_Task to carry out_
The lines that make up this material should each be returned exactly.

______________________________

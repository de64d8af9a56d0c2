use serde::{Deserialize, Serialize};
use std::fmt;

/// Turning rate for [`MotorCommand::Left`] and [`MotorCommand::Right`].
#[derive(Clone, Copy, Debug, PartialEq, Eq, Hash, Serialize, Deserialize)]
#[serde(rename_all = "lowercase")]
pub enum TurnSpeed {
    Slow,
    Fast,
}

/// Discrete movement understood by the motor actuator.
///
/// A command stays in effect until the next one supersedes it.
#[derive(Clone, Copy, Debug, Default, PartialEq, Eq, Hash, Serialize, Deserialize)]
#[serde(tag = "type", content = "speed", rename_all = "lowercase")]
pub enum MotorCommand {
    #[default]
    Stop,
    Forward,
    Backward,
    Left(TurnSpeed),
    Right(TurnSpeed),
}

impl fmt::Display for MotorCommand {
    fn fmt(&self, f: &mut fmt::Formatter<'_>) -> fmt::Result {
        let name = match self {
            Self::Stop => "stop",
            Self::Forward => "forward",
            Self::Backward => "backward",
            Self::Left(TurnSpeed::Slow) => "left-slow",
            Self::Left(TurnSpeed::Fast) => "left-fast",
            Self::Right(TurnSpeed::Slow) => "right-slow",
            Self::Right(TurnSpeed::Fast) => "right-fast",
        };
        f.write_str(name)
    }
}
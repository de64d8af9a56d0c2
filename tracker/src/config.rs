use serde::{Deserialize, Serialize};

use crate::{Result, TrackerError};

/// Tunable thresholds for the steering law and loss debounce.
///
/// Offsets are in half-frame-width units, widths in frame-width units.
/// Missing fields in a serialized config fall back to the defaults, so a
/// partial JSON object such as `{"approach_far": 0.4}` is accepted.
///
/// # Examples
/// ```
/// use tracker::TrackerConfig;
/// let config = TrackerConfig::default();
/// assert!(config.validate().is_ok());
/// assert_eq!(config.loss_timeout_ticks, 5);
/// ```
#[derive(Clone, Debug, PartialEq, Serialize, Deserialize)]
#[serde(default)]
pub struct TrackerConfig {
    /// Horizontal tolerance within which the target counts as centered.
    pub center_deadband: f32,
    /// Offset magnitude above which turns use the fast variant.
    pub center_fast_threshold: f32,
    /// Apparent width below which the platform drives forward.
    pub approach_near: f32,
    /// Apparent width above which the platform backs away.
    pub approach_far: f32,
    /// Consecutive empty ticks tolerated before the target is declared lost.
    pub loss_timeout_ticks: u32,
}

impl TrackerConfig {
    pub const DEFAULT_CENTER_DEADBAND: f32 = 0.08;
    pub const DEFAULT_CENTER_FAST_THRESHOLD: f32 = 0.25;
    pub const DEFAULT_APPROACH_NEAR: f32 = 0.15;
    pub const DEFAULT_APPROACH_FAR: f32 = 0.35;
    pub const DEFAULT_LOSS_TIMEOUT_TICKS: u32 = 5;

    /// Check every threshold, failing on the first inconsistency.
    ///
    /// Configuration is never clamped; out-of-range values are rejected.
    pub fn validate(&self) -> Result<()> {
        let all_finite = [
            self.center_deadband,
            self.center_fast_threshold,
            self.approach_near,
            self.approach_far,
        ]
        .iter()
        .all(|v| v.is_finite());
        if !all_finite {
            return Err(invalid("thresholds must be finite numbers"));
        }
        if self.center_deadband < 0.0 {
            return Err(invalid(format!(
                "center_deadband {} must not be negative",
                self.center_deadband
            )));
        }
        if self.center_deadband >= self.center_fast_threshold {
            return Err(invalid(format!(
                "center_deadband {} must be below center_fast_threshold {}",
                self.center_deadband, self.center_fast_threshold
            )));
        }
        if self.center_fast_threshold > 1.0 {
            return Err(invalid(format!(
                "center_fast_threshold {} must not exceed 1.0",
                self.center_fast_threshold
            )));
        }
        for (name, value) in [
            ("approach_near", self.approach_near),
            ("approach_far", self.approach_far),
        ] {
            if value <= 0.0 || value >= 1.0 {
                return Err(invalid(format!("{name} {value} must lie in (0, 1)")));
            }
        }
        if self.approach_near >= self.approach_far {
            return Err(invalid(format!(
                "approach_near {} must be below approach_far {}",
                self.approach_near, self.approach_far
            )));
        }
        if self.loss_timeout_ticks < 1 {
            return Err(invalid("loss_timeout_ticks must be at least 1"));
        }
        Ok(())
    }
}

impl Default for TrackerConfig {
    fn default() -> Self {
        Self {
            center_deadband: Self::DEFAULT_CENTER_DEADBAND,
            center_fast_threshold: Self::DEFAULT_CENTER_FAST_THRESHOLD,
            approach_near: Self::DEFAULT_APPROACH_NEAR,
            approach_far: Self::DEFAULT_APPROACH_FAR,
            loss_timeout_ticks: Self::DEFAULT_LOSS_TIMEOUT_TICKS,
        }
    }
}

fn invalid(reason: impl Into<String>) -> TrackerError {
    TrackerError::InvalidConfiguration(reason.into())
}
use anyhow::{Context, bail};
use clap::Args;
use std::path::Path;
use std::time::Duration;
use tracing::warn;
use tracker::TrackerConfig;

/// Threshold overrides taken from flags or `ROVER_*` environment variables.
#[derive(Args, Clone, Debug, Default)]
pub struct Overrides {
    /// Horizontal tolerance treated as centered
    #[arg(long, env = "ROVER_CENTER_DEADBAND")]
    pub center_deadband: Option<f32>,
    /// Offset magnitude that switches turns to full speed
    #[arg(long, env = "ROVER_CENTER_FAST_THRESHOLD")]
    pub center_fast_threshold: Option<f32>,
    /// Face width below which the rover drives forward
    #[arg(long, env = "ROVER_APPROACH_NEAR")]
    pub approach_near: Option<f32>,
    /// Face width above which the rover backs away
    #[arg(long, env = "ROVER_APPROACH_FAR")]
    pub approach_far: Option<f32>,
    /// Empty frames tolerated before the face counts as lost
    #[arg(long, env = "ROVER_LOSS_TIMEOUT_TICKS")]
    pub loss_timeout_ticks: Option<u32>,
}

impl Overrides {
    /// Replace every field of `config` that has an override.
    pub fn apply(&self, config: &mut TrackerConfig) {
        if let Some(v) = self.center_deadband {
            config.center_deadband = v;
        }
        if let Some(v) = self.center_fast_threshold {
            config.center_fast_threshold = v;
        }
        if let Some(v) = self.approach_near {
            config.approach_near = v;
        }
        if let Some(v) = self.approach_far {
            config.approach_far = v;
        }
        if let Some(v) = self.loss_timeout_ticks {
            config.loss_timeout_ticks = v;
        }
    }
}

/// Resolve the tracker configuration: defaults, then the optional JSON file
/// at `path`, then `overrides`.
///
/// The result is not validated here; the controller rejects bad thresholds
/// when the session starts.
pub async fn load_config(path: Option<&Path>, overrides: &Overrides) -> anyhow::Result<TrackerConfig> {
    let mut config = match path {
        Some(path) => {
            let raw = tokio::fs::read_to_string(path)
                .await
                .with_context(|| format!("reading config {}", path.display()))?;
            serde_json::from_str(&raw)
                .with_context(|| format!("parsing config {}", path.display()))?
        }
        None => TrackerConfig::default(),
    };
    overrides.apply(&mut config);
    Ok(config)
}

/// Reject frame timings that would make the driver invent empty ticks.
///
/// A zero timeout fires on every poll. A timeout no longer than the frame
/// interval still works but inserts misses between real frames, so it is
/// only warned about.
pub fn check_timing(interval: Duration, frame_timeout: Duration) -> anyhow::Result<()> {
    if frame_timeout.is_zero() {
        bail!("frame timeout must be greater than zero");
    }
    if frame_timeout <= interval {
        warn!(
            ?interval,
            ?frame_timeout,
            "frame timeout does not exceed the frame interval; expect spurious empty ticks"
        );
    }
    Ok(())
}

______________________________

_Answer below_
repository de64d8af9a56d0c2
use serde::{Deserialize, Serialize};
use std::fmt;

/// Turning rate for [`MotorCommand::Left`] and [`MotorCommand::Right`].
#[derive(Clone, Copy, Debug, PartialEq, Eq, Hash, Serialize, Deserialize)]
#[serde(rename_all = "lowercase")]
pub enum TurnSpeed {
    Slow,
    Fast,
}

/// Discrete movement understood by the motor actuator.
///
/// A command stays in effect until the next one supersedes it.
#[derive(Clone, Copy, Debug, Default, PartialEq, Eq, Hash, Serialize, Deserialize)]
#[serde(tag = "type", content = "speed", rename_all = "lowercase")]
pub enum MotorCommand {
    #[default]
    Stop,
    Forward,
    Backward,
    Left(TurnSpeed),
    Right(TurnSpeed),
}

impl fmt::Display for MotorCommand {
    fn fmt(&self, f: &mut fmt::Formatter<'_>) -> fmt::Result {
        let name = match self {
            Self::Stop => "stop",
            Self::Forward => "forward",
            Self::Backward => "backward",
            Self::Left(TurnSpeed::Slow) => "left-slow",
            Self::Left(TurnSpeed::Fast) => "left-fast",
            Self::Right(TurnSpeed::Slow) => "right-slow",
            Self::Right(TurnSpeed::Fast) => "right-fast",
        };
        f.write_str(name)
    }
}
repository de64d8af9a56d0c2
filename tracker/src/config.rs
use serde::{Deserialize, Serialize};

use crate::{Result, TrackerError};

/// Tunable thresholds for the steering law and loss debounce.
///
/// Offsets are in half-frame-width units, widths in frame-width units.
/// Missing fields in a serialized config fall back to the defaults, so a
/// partial JSON object such as `{"approach_far": 0.4}` is accepted.
///
/// # Examples
/// ```
/// use tracker::TrackerConfig;
/// let config = TrackerConfig::default();
/// assert!(config.validate().is_ok());
/// assert_eq!(config.loss_timeout_ticks, 5);
/// ```
#[derive(Clone, Debug, PartialEq, Serialize, Deserialize)]
#[serde(default)]
pub struct TrackerConfig {
    /// Horizontal tolerance within which the target counts as centered.
    pub center_deadband: f32,
    /// Offset magnitude above which turns use the fast variant.
    pub center_fast_threshold: f32,
    /// Apparent width below which the platform drives forward.
    pub approach_near: f32,
    /// Apparent width above which the platform backs away.
    pub approach_far: f32,
    /// Consecutive empty ticks tolerated before the target is declared lost.
    pub loss_timeout_ticks: u32,
}

impl TrackerConfig {
    pub const DEFAULT_CENTER_DEADBAND: f32 = 0.08;
    pub const DEFAULT_CENTER_FAST_THRESHOLD: f32 = 0.25;
    pub const DEFAULT_APPROACH_NEAR: f32 = 0.15;
    pub const DEFAULT_APPROACH_FAR: f32 = 0.35;
    pub const DEFAULT_LOSS_TIMEOUT_TICKS: u32 = 5;

    /// Check every threshold, failing on the first inconsistency.
    ///
    /// Configuration is never clamped; out-of-range values are rejected.
    pub fn validate(&self) -> Result<()> {
        let all_finite = [
            self.center_deadband,
            self.center_fast_threshold,
            self.approach_near,
            self.approach_far,
        ]
        .iter()
        .all(|v| v.is_finite());
        if !all_finite {
            return Err(invalid("thresholds must be finite numbers"));
        }
        if self.center_deadband < 0.0 {
            return Err(invalid(format!(
                "center_deadband {} must not be negative",
                self.center_deadband
            )));
        }
        if self.center_deadband >= self.center_fast_threshold {
            return Err(invalid(format!(
                "center_deadband {} must be below center_fast_threshold {}",
                self.center_deadband, self.center_fast_threshold
            )));
        }
        if self.center_fast_threshold > 1.0 {
            return Err(invalid(format!(
                "center_fast_threshold {} must not exceed 1.0",
                self.center_fast_threshold
            )));
        }
        for (name, value) in [
            ("approach_near", self.approach_near),
            ("approach_far", self.approach_far),
        ] {
            if value <= 0.0 || value >= 1.0 {
                return Err(invalid(format!("{name} {value} must lie in (0, 1)")));
            }
        }
        if self.approach_near >= self.approach_far {
            return Err(invalid(format!(
                "approach_near {} must be below approach_far {}",
                self.approach_near, self.approach_far
            )));
        }
        if self.loss_timeout_ticks < 1 {
            return Err(invalid("loss_timeout_ticks must be at least 1"));
        }
        Ok(())
    }
}

impl Default for TrackerConfig {
    fn default() -> Self {
        Self {
            center_deadband: Self::DEFAULT_CENTER_DEADBAND,
            center_fast_threshold: Self::DEFAULT_CENTER_FAST_THRESHOLD,
            approach_near: Self::DEFAULT_APPROACH_NEAR,
            approach_far: Self::DEFAULT_APPROACH_FAR,
            loss_timeout_ticks: Self::DEFAULT_LOSS_TIMEOUT_TICKS,
        }
    }
}

fn invalid(reason: impl Into<String>) -> TrackerError {
    TrackerError::InvalidConfiguration(reason.into())
}
use anyhow::{Context, bail};
use clap::Args;
use std::path::Path;
use std::time::Duration;
use tracing::warn;
use tracker::TrackerConfig;

/// Threshold overrides taken from flags or `ROVER_*` environment variables.
#[derive(Args, Clone, Debug, Default)]
pub struct Overrides {
    /// Horizontal tolerance treated as centered
    #[arg(long, env = "ROVER_CENTER_DEADBAND")]
    pub center_deadband: Option<f32>,
    /// Offset magnitude that switches turns to full speed
    #[arg(long, env = "ROVER_CENTER_FAST_THRESHOLD")]
    pub center_fast_threshold: Option<f32>,
    /// Face width below which the rover drives forward
    #[arg(long, env = "ROVER_APPROACH_NEAR")]
    pub approach_near: Option<f32>,
    /// Face width above which the rover backs away
    #[arg(long, env = "ROVER_APPROACH_FAR")]
    pub approach_far: Option<f32>,
    /// Empty frames tolerated before the face counts as lost
    #[arg(long, env = "ROVER_LOSS_TIMEOUT_TICKS")]
    pub loss_timeout_ticks: Option<u32>,
}

impl Overrides {
    /// Replace every field of `config` that has an override.
    pub fn apply(&self, config: &mut TrackerConfig) {
        if let Some(v) = self.center_deadband {
            config.center_deadband = v;
        }
        if let Some(v) = self.center_fast_threshold {
            config.center_fast_threshold = v;
        }
        if let Some(v) = self.approach_near {
            config.approach_near = v;
        }
        if let Some(v) = self.approach_far {
            config.approach_far = v;
        }
        if let Some(v) = self.loss_timeout_ticks {
            config.loss_timeout_ticks = v;
        }
    }
}

/// Resolve the tracker configuration: defaults, then the optional JSON file
/// at `path`, then `overrides`.
///
/// The result is not validated here; the controller rejects bad thresholds
/// when the session starts.
pub async fn load_config(path: Option<&Path>, overrides: &Overrides) -> anyhow::Result<TrackerConfig> {
    let mut config = match path {
        Some(path) => {
            let raw = tokio::fs::read_to_string(path)
                .await
                .with_context(|| format!("reading config {}", path.display()))?;
            serde_json::from_str(&raw)
                .with_context(|| format!("parsing config {}", path.display()))?
        }
        None => TrackerConfig::default(),
    };
    overrides.apply(&mut config);
    Ok(config)
}

/// Reject frame timings that would make the driver invent empty ticks.
///
/// A zero timeout fires on every poll. A timeout no longer than the frame
/// interval still works but inserts misses between real frames, so it is
/// only warned about.
pub fn check_timing(interval: Duration, frame_timeout: Duration) -> anyhow::Result<()> {
    if frame_timeout.is_zero() {
        bail!("frame timeout must be greater than zero");
    }
    if frame_timeout <= interval {
        warn!(
            ?interval,
            ?frame_timeout,
            "frame timeout does not exceed the frame interval; expect spurious empty ticks"
        );
    }
    Ok(())
}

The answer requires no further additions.